Creating steady Floquet states in graphene via mid-infrared irradiation

The need to control and manipulate quantum materials for electronics applications has led to a burst of interest in their properties out of equilibrium. The possibility of creating new electronic quantum phases via optical irradiation, on demand, has fascinated quantum materials researchers since the pioneering works by Oka and Aoki and Syzranov, Fistul and Efetov almost two decades ago. Since that time, the progress in theory of Floquet-Bloch engineering of electron band structure, when electrons are getting placed into simultaneously time- and spatially-periodic potential, has been tremendous, and was advancing much faster than corresponding experimental developments. The major challenge in experimentally achieving Floquet-Bloch states is the fast electron scattering processes, which coincides with very rapid heating of the material by the high intensity radiation necessary to achieve Floquet transformation of electron bands. In theory, further progress requires further development of models which include many-body effects.

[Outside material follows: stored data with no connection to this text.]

// NASA open APIs - picture of the day and near-Earth object feed
use crate::application::panel_source::PanelSource;
use crate::domain::apod::ApodEntry;
use crate::domain::asteroid::{AsteroidFeed, NeoFeedResponse};
use crate::domain::error::PanelError;
use crate::domain::snapshot::DataOrigin;
use crate::infrastructure::http_client::JsonClient;
use async_trait::async_trait;
use chrono::NaiveDate;
use std::fmt;

const APOD_PATH: &str = "/planetary/apod";
const NEO_FEED_PATH: &str = "/neo/rest/v1/feed";

#[derive(Clone)]
pub struct NasaClient {
    http: JsonClient,
    base_url: String,
    api_key: String,
}

impl fmt::Debug for NasaClient {
    fn fmt(&self, f: &mut fmt::Formatter<'_>) -> fmt::Result {
        f.debug_struct("NasaClient")
            .field("base_url", &self.base_url)
            .finish_non_exhaustive()
    }
}

impl NasaClient {
    pub fn new(http: JsonClient, base_url: impl Into<String>, api_key: impl Into<String>) -> Self {
        Self {
            http,
            base_url: base_url.into().trim_end_matches('/').to_string(),
            api_key: api_key.into(),
        }
    }

    fn url(&self, path: &str, query: &[(&str, String)]) -> String {
        let mut url = format!(
            "{}{}?api_key={}",
            self.base_url,
            path,
            urlencoding::encode(&self.api_key)
        );
        for (name, value) in query {
            url.push('&');
            url.push_str(name);
            url.push('=');
            url.push_str(&urlencoding::encode(value));
        }
        url
    }

    pub async fn apod(&self, date: NaiveDate) -> Result<ApodEntry, PanelError> {
        let url = self.url(APOD_PATH, &[("date", iso(date))]);
        self.http.get_json("APOD", &url, APOD_PATH).await
    }

    /// Objects with a close approach on `date` (start and end of the window).
    pub async fn neo_feed(&self, date: NaiveDate) -> Result<AsteroidFeed, PanelError> {
        let day = iso(date);
        let url = self.url(
            NEO_FEED_PATH,
            &[("start_date", day.clone()), ("end_date", day)],
        );
        let response: NeoFeedResponse = self.http.get_json("NEO feed", &url, NEO_FEED_PATH).await?;
        Ok(AsteroidFeed::from_response(date, response))
    }
}

fn iso(date: NaiveDate) -> String {
    date.format("%Y-%m-%d").to_string()
}

#[derive(Debug, Clone)]
pub struct ApodSource {
    client: NasaClient,
}

impl ApodSource {
    pub fn new(client: NasaClient) -> Self {
        Self { client }
    }
}

#[async_trait]
impl PanelSource for ApodSource {
    type Param = NaiveDate;
    type Payload = ApodEntry;

    fn name(&self) -> &'static str {
        "apod"
    }

    fn origin(&self) -> DataOrigin {
        DataOrigin::Remote
    }

    async fn retrieve(&self, date: &NaiveDate) -> Result<ApodEntry, PanelError> {
        self.client.apod(*date).await
    }
}

#[derive(Debug, Clone)]
pub struct NeoFeedSource {
    client: NasaClient,
}

impl NeoFeedSource {
    pub fn new(client: NasaClient) -> Self {
        Self { client }
    }
}

#[async_trait]
impl PanelSource for NeoFeedSource {
    type Param = NaiveDate;
    type Payload = AsteroidFeed;

    fn name(&self) -> &'static str {
        "asteroids"
    }

    fn origin(&self) -> DataOrigin {
        DataOrigin::Remote
    }

    async fn retrieve(&self, date: &NaiveDate) -> Result<AsteroidFeed, PanelError> {
        self.client.neo_feed(*date).await
    }
}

The first experimental demonstrations of Floquet-Bloch states were achieved using ultrafast techniques, with a focus on modifications of electron bands and transverse anomalous Hall photoresponse. Later experiments with continuous wave microwave sources did not access the Floquet physics of delocalized Bloch states. In our work recently published in Nature Communications, we characterized the transport properties of graphene driven by a CW mid-infrared laser. In such metallic systems, the Floquet dressing of single-particle bands by resonant periodic drives is intertwined with many-body effects, such as electron scattering and population dynamics. By properly combining such parameters, we achieved a long-lived Floquet phase, where a non-equilibrium electronic population is stabilized by the interplay between coherent photoexcitation and incoherent phonon cooling. We demonstrated that at intermediate driving intensities and cryogenic temperatures, we could create low-entropy electronic steady states.

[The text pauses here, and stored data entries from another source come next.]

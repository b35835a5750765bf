// Near-earth object domain model and derived views
use chrono::NaiveDate;
use serde::{Deserialize, Serialize};
use std::collections::BTreeMap;

use super::units::{format_distance_km, parse_or_zero};

/// Raw NEO feed response. Only the fields the dashboard reads are modelled.
#[derive(Debug, Clone, Deserialize)]
pub struct NeoFeedResponse {
    pub near_earth_objects: BTreeMap<String, Vec<Asteroid>>,
}

#[derive(Debug, Clone, PartialEq, Serialize, Deserialize)]
pub struct Asteroid {
    pub id: String,
    pub name: String,
    pub estimated_diameter: EstimatedDiameter,
    pub is_potentially_hazardous_asteroid: bool,
    #[serde(default)]
    pub close_approach_data: Vec<CloseApproach>,
}

#[derive(Debug, Clone, PartialEq, Serialize, Deserialize)]
pub struct EstimatedDiameter {
    pub meters: DiameterRange,
}

#[derive(Debug, Clone, PartialEq, Serialize, Deserialize)]
pub struct DiameterRange {
    pub estimated_diameter_min: f64,
    pub estimated_diameter_max: f64,
}

#[derive(Debug, Clone, PartialEq, Serialize, Deserialize)]
pub struct CloseApproach {
    #[serde(default)]
    pub miss_distance: Option<MissDistance>,
    #[serde(default)]
    pub relative_velocity: Option<RelativeVelocity>,
}

#[derive(Debug, Clone, PartialEq, Serialize, Deserialize)]
pub struct MissDistance {
    #[serde(default)]
    pub kilometers: Option<String>,
    #[serde(default)]
    pub lunar: Option<String>,
}

#[derive(Debug, Clone, PartialEq, Serialize, Deserialize)]
pub struct RelativeVelocity {
    #[serde(default)]
    pub kilometers_per_hour: Option<String>,
}

impl Asteroid {
    fn first_approach(&self) -> Option<&CloseApproach> {
        self.close_approach_data.first()
    }

    /// Miss distance of the first close approach. Missing or garbled values count as 0.
    pub fn miss_distance_km(&self) -> f64 {
        parse_or_zero(
            self.first_approach()
                .and_then(|a| a.miss_distance.as_ref())
                .and_then(|d| d.kilometers.as_deref()),
        )
    }

    pub fn miss_distance_lunar(&self) -> f64 {
        parse_or_zero(
            self.first_approach()
                .and_then(|a| a.miss_distance.as_ref())
                .and_then(|d| d.lunar.as_deref()),
        )
    }

    pub fn velocity_kmh(&self) -> f64 {
        parse_or_zero(
            self.first_approach()
                .and_then(|a| a.relative_velocity.as_ref())
                .and_then(|v| v.kilometers_per_hour.as_deref()),
        )
    }

    pub fn is_hazardous(&self) -> bool {
        self.is_potentially_hazardous_asteroid
    }

    pub fn distance_label(&self) -> String {
        format_distance_km(self.miss_distance_km())
    }

    pub fn lunar_label(&self) -> String {
        format!("{:.2} LD", self.miss_distance_lunar())
    }

    pub fn velocity_label(&self) -> String {
        format!("{:.0} km/h", self.velocity_kmh())
    }

    pub fn diameter_label(&self) -> String {
        let range = &self.estimated_diameter.meters;
        format!(
            "{:.0}-{:.0}m",
            range.estimated_diameter_min, range.estimated_diameter_max
        )
    }
}

/// Snapshot payload for the asteroids panel: every object seen on one date.
#[derive(Debug, Clone, PartialEq, Serialize)]
pub struct AsteroidFeed {
    pub observation_date: NaiveDate,
    pub asteroids: Vec<Asteroid>,
}

impl AsteroidFeed {
    pub fn from_response(observation_date: NaiveDate, response: NeoFeedResponse) -> Self {
        let asteroids = response
            .near_earth_objects
            .into_values()
            .flatten()
            .collect();
        Self {
            observation_date,
            asteroids,
        }
    }

    pub fn summary(&self) -> AsteroidSummary {
        let ranked = rank(&self.asteroids);
        AsteroidSummary {
            total: ranked.len(),
            hazardous: filter_hazardous(ranked.iter().copied()).len(),
            closest_approach: ranked
                .first()
                .map(|a| a.distance_label())
                .unwrap_or_else(|| "N/A".to_string()),
        }
    }
}

#[derive(Debug, Clone, PartialEq, Eq, Serialize)]
pub struct AsteroidSummary {
    pub total: usize,
    pub hazardous: usize,
    pub closest_approach: String,
}

/// Closest first. Stable, so ties keep feed order.
pub fn rank(asteroids: &[Asteroid]) -> Vec<&Asteroid> {
    let mut ranked: Vec<&Asteroid> = asteroids.iter().collect();
    ranked.sort_by(|a, b| a.miss_distance_km().total_cmp(&b.miss_distance_km()));
    ranked
}

pub fn filter_hazardous<'a>(asteroids: impl IntoIterator<Item = &'a Asteroid>) -> Vec<&'a Asteroid> {
    asteroids.into_iter().filter(|a| a.is_hazardous()).collect()
}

Our interests in the properties of infrared irradiation-related responses in quantum systems started decades ago. In different years, we investigated properties of THz photoresponse in GaAs and graphene quantum Hall systems . A more recent result in the same direction was the observation of enhanced polarization-sensitive photoelectric photoresponses in graphene sheets, where we found that highly localized electronic states are created at the interface junctions, which exhibit a unique energy spectrum and enhanced probabilities for optical transitions.
Our current work was initiated by very productive discussions that Prof. Luis E.F. Foa Torres and I had several years ago during my sabbatical time spent with his group at the University of Chile. Soon, Prof. Paola Barbara from Georgetown accepted our invitation to join these efforts. Later, our research collaboration expanded, when our students Yijing Liu, Gabriel Gaertner, John Huckabee and co-authors Christopher Yang, Iliya Esin, Cyprian Lewandowski, Alexey Suslov, Frederik Nathan, and Gil Refael from Caltech, Bar-Ilan, NHMFL, Florida State, and Niels Bohr Institute joined us with very powerful inputs from experiment, theory, and modelling.
The observation of non-equilibrium steady states using CW lasers, reported in our Nature Communications article, stimulates further investigations of low-temperature Floquet phenomena towards Floquet engineering of steady-state phases of matter.